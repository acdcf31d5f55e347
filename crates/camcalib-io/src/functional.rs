use std::path::Path;

use camcalib_image::{Image, ImageSize};

use crate::error::IoError;

/// Reads an image from the given file path and converts it to 8-bit grayscale.
///
/// The method tries to read from any image format supported by the image crate.
///
/// # Arguments
///
/// * `file_path` - The path to a valid image file.
///
/// # Returns
///
/// A grayscale image with a single channel (mono8).
///
/// # Errors
///
/// Returns an error if the file does not exist or cannot be decoded.
pub fn read_image_any_gray8(file_path: impl AsRef<Path>) -> Result<Image<u8, 1>, IoError> {
    let img = decode_any_impl(file_path)?;
    let size = ImageSize {
        width: img.width() as usize,
        height: img.height() as usize,
    };
    Ok(Image::new(size, img.into_luma8().into_raw())?)
}

/// Reads an image from the given file path and converts it to 8-bit RGB.
///
/// # Arguments
///
/// * `file_path` - The path to a valid image file.
///
/// # Returns
///
/// A RGB image with three channels (rgb8).
///
/// # Errors
///
/// Returns an error if the file does not exist or cannot be decoded.
pub fn read_image_any_rgb8(file_path: impl AsRef<Path>) -> Result<Image<u8, 3>, IoError> {
    let img = decode_any_impl(file_path)?;
    let size = ImageSize {
        width: img.width() as usize,
        height: img.height() as usize,
    };
    Ok(Image::new(size, img.into_rgb8().into_raw())?)
}

// maps the file to memory and decodes it with the format guessed from its content
fn decode_any_impl(file_path: impl AsRef<Path>) -> Result<image::DynamicImage, IoError> {
    let file_path = file_path.as_ref();
    if !file_path.exists() {
        return Err(IoError::FileDoesNotExist(file_path.to_path_buf()));
    }

    let file = std::fs::File::open(file_path)?;
    let mmap = unsafe { memmap2::Mmap::map(&file)? };

    let img = image::ImageReader::new(std::io::Cursor::new(&mmap[..]))
        .with_guessed_format()?
        .decode()?;

    Ok(img)
}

━━━━━━━━━━

# Problem details:
Only output the lines from the one with "use crate::error::IoError;" through the end of the entries above, exactly as they are.

# Exercise output:
use crate::error::IoError;

/// Reads an image from the given file path and converts it to 8-bit grayscale.
///
/// The method tries to read from any image format supported by the image crate.
///
/// # Arguments
///
/// * `file_path` - The path to a valid image file.
///
/// # Returns
///
/// A grayscale image with a single channel (mono8).
///
/// # Errors
///
/// Returns an error if the file does not exist or cannot be decoded.
pub fn read_image_any_gray8(file_path: impl AsRef<Path>) -> Result<Image<u8, 1>, IoError> {
    let img = decode_any_impl(file_path)?;
    let size = ImageSize {
        width: img.width() as usize,
        height: img.height() as usize,
    };
    Ok(Image::new(size, img.into_luma8().into_raw())?)
}

/// Reads an image from the given file path and converts it to 8-bit RGB.
///
/// # Arguments
///
/// * `file_path` - The path to a valid image file.
///
/// # Returns
///
/// A RGB image with three channels (rgb8).
///
/// # Errors
///
/// Returns an error if the file does not exist or cannot be decoded.
pub fn read_image_any_rgb8(file_path: impl AsRef<Path>) -> Result<Image<u8, 3>, IoError> {
    let img = decode_any_impl(file_path)?;
    let size = ImageSize {
        width: img.width() as usize,
        height: img.height() as usize,
    };
    Ok(Image::new(size, img.into_rgb8().into_raw())?)
}

// maps the file to memory and decodes it with the format guessed from its content
fn decode_any_impl(file_path: impl AsRef<Path>) -> Result<image::DynamicImage, IoError> {
    let file_path = file_path.as_ref();
    if !file_path.exists() {
        return Err(IoError::FileDoesNotExist(file_path.to_path_buf()));
    }

    let file = std::fs::File::open(file_path)?;
    let mmap = unsafe { memmap2::Mmap::map(&file)? };

    let img = image::ImageReader::new(std::io::Cursor::new(&mmap[..]))
        .with_guessed_format()?
        .decode()?;

    Ok(img)
}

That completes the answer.